Short-term bond funds are ideal for various investors, especially those saving for short-term goals. Investing money earmarked for use within the next three to five years in short-term bonds allows for earning a reasonable return without excessive risk.

Before investing, it’s crucial to scrutinize a fund’s expense ratio, which represents its fees. Generally, lower expense ratios are preferable, as they contribute to better overall returns for investors.

The SPDR Portfolio Short-Term Corporate Bond ETF strives to mirror the Bloomberg U.S. 1-3 Year Corporate Bond Index’s performance. It provides investment in U.S. corporate bonds with maturities ranging from one to three years.

  • SEC Yield: 5.32 percent
  • Expense Ratio: 0.04 percent
  • Assets Under Management (AUM): $7.6 billion

The iShares fund seeks to replicate the performance of an investment-grade corporate bond index comprising bonds with maturities between one and five years. Its portfolio includes bonds issued by major entities such as Bank of America, JPMorgan Chase, and Microsoft.

  • SEC Yield: 5.29 percent
  • Expense Ratio: 0.04 percent
  • Assets Under Management (AUM): $20.3 billion

The Schwab 1-5 Year Corporate Bond ETF aims to replicate the total return of an index that tracks the performance of the short-term U.S. corporate bond market. The fund primarily invests in corporate bonds with remaining maturities ranging from one to five years.

  • SEC Yield: 5.25 percent
  • Expense Ratio: 0.03 percent
  • Assets Under Management (AUM): $403.4 million

The Vanguard Short-Term Bond ETF seeks to replicate the performance of a market-weighted bond index comprising investment-grade bonds with a dollar-weighted average maturity ranging from 1 to 5 years. The fund’s portfolio includes government bonds, high-quality corporate bonds, and investment-grade international dollar-denominated bonds.

  • SEC Yield: 4.83 percent
  • Expense Ratio: 0.04 percent
  • Assets Under Management (AUM): $32.3 billion

Fidelity Short-Term Bond Fund (FSHBX)

The primary goal of the Fidelity Short-Term Bond Fund is to generate substantial current income while safeguarding capital. It typically allocates a minimum of 80 percent of its assets to various forms of investment-grade debt and manages a dollar-weighted average maturity of three years or less.
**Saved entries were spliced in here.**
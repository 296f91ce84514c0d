//! The oracle interface: the host collaborator that resolves names, reads and
//! writes values, resolves functions, and formats diagnostics.
//!
//! Grounded on streval.c's `(*ep->fun)(&ptr, &node, mode, value)` callback and
//! on spec.md §9's suggested redesign: a tagged-variant `LookupResult`/`trait
//! Oracle` in place of the C out-parameter `struct lval`.

use crate::error::ArithError;
use crate::opcode::OpCode;
use crate::value::Domain;

/// Opaque handle to a named cell in the host's variable storage.
#[derive(Debug, Clone, Copy, PartialEq, Eq, Hash)]
pub struct CellId(pub u32);

/// Opaque handle to an entry in the host's math-function registry.
#[derive(Debug, Clone, Copy, PartialEq, Eq, Hash)]
pub struct FuncId(pub u32);

/// Which native call shape a resolved function uses, matching the
/// `Math_1f_f`/`Math_1i_f`/`Math_2f_f`/`Math_2v_f`/`Math_2f_i`/`Math_2i_f`/
/// `Math_3f_f` typedefs in streval.c, plus the user-defined (marshalled,
/// array-argument) path taken for shell functions.
#[derive(Debug, Clone, Copy, PartialEq, Eq)]
pub enum FuncKind {
    /// `f64 -> f64`, e.g. `sqrt`.
    Float1,
    /// `f64 -> f64` truncated through an `int`-returning native fn.
    Int1,
    /// `(f64, f64) -> f64`, e.g. `pow`, `atan2`.
    Float2,
    /// `(f64, i32) -> f64`, e.g. `ldexp`-shaped functions (`T_NOFLOAT` arg).
    FloatIntArg2,
    /// `(kind, f64, f64) -> f64`: a function family selected by its own id.
    Variadic2,
    /// `(f64, f64) -> i32`.
    Int2,
    /// `(f64, f64, f64) -> f64`.
    Float3,
    /// A shell-defined function taking `arity` (1..=3) positional arguments,
    /// marshalled into an array and invoked through the host's generic
    /// math-function helper instead of a native pointer.
    UserFn(u8),
}

impl FuncKind {
    pub fn arity(self) -> usize {
        match self {
            FuncKind::Float1 | FuncKind::Int1 => 1,
            FuncKind::Float2 | FuncKind::FloatIntArg2 | FuncKind::Variadic2 | FuncKind::Int2 => 2,
            FuncKind::Float3 => 3,
            FuncKind::UserFn(n) => n as usize,
        }
    }

    /// `(CALLn* opcode, extra encoded flags)` this function kind compiles to.
    pub fn call_opcode(self) -> (OpCode, u8) {
        use crate::opcode::{BINARY, NOFLOAT};
        match self {
            FuncKind::Float1 => (OpCode::Call1F, 0),
            FuncKind::Int1 => (OpCode::Call1I, 0),
            FuncKind::Float2 => (OpCode::Call2F, 0),
            FuncKind::FloatIntArg2 => (OpCode::Call2F, NOFLOAT),
            FuncKind::Variadic2 => (OpCode::Call2V, 0),
            FuncKind::Int2 => (OpCode::Call2I, 0),
            FuncKind::Float3 => (OpCode::Call3F, 0),
            FuncKind::UserFn(1) => (OpCode::Call1F, BINARY),
            FuncKind::UserFn(2) => (OpCode::Call2F, BINARY),
            FuncKind::UserFn(_) => (OpCode::Call3F, BINARY),
        }
    }

    pub fn is_user(self) -> bool {
        matches!(self, FuncKind::UserFn(_))
    }

    /// `(tag, aux)` pair stored inline after `PUSHF`'s function id. `aux`
    /// only carries meaning for `UserFn`, where it is the argument count.
    pub fn to_tag(self) -> (u8, u8) {
        match self {
            FuncKind::Float1 => (0, 0),
            FuncKind::Int1 => (1, 0),
            FuncKind::Float2 => (2, 0),
            FuncKind::FloatIntArg2 => (3, 0),
            FuncKind::Variadic2 => (4, 0),
            FuncKind::Int2 => (5, 0),
            FuncKind::Float3 => (6, 0),
            FuncKind::UserFn(n) => (7, n),
        }
    }

    pub fn from_tag(tag: u8, aux: u8) -> Option<FuncKind> {
        let kind = match tag {
            0 => FuncKind::Float1,
            1 => FuncKind::Int1,
            2 => FuncKind::Float2,
            3 => FuncKind::FloatIntArg2,
            4 => FuncKind::Variadic2,
            5 => FuncKind::Int2,
            6 => FuncKind::Float3,
            7 => FuncKind::UserFn(aux),
            _ => return None,
        };
        Some(kind)
    }
}

/// An assignable target, produced by [`Oracle::lookup`].
///
/// Mirrors streval.c's `struct lval`: `cell` stands in for the opaque pointer
/// to the named storage slot, `flag` for the subscript-like hint, `nargs`/
/// `func` for function-symbol resolution, `is_float` for the domain the host
/// reports the cell as holding.
#[derive(Debug, Clone, PartialEq)]
pub struct LValue {
    pub cell: CellId,
    pub flag: i32,
    pub func: Option<(FuncId, FuncKind)>,
    pub is_float: bool,
}

impl LValue {
    pub fn cell(cell: CellId) -> Self {
        LValue { cell, flag: 0, func: None, is_float: false }
    }
}

/// What [`Oracle::lookup`] found starting at a given position.
#[derive(Debug, Clone, PartialEq)]
pub enum LookupResult {
    /// A numeric literal was parsed; `consumed` bytes should be skipped.
    Number { value: f64, domain: Domain, consumed: usize },
    /// An assignable name was resolved.
    Name { lvalue: LValue, consumed: usize },
    /// Neither: a synbad/badnum error at the current position.
    NotFound,
}

/// Mutable scratch state threaded through one oracle call.
///
/// Mirrors streval.c's `struct lval` fields that exist purely to carry
/// call-scoped state between the parser/VM and the oracle: `nosub`,
/// `emode`'s `ARITH_ASSIGNOP` bit, `eflag` (enum-compare context), and the
/// next-opcode preview used so the oracle can special-case an immediately
/// following auto-increment.
#[derive(Debug, Clone, Default)]
pub struct OracleCtx {
    pub sub: i32,
    pub compound_assign: bool,
    pub enum_compare: bool,
    pub next_op: Option<OpCode>,
    /// Set by [`Oracle::assign`] to request that the VM re-read the
    /// compound-assignment target and, if it changed underneath the RHS
    /// evaluation, assign again with the re-read value.
    pub recheck: bool,
}

/// The host collaborator: variable/name storage, function registry, and
/// diagnostic sink, addressed only through this contract (spec.md §1).
pub trait Oracle {
    /// Parse a numeric literal or resolve an identifier starting at byte
    /// offset `pos` in `text`.
    fn lookup(&mut self, text: &str, pos: usize) -> LookupResult;

    /// Read the current value of an l-value.
    fn value(&mut self, lv: &LValue, ctx: &mut OracleCtx) -> Result<(f64, Domain), ArithError>;

    /// Assign a new value to an l-value, returning the value actually stored
    /// (the host may coerce it).
    fn assign(&mut self, lv: &LValue, ctx: &mut OracleCtx, value: f64) -> Result<f64, ArithError>;

    /// Invoke a resolved function with its (already-evaluated) arguments.
    fn call_function(&mut self, func: FuncId, kind: FuncKind, args: &[f64]) -> Result<(f64, Domain), ArithError>;

    /// Format/emit a compile-time diagnostic. Returning `false` tells the
    /// caller the host declined and the compiled program should be dropped
    /// (mirrors `MESSAGE` mode returning negative in streval.c).
    fn message(&mut self, _text: &str) -> bool {
        true
    }

    /// Whether an l-value was never written (used for the strict-unset
    /// zero-assignment check).
    fn is_unset(&self, _lv: &LValue) -> bool {
        false
    }

    fn decomma(&self) -> bool {
        false
    }

    fn strict_unset(&self) -> bool {
        false
    }

    fn set_strict_unset(&mut self, _on: bool) {}
}

#[cfg(test)]
mod tests {
    use super::*;

    #[test]
    fn user_fn_arity_one_uses_call1f_with_binary_flag() {
        let (op, flags) = FuncKind::UserFn(1).call_opcode();
        assert_eq!(op, OpCode::Call1F);
        assert_eq!(flags, crate::opcode::BINARY);
    }

    #[test]
    fn float_int_arg2_sets_nofloat() {
        let (op, flags) = FuncKind::FloatIntArg2.call_opcode();
        assert_eq!(op, OpCode::Call2F);
        assert_eq!(flags, crate::opcode::NOFLOAT);
    }
}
  • SEC Yield: 4.96 percent
  • Expense Ratio: 0.30 percent
  • Assets Under Management (AUM): $2.3 billion

Short-term bond funds offer a suitable option for investing funds needed in the near future. While they provide potential yields, it’s essential to note they carry risks, albeit less than high-yield bonds or stocks. For investors seeking even lower risk and stable yields, money-market funds may be a preferable alternative.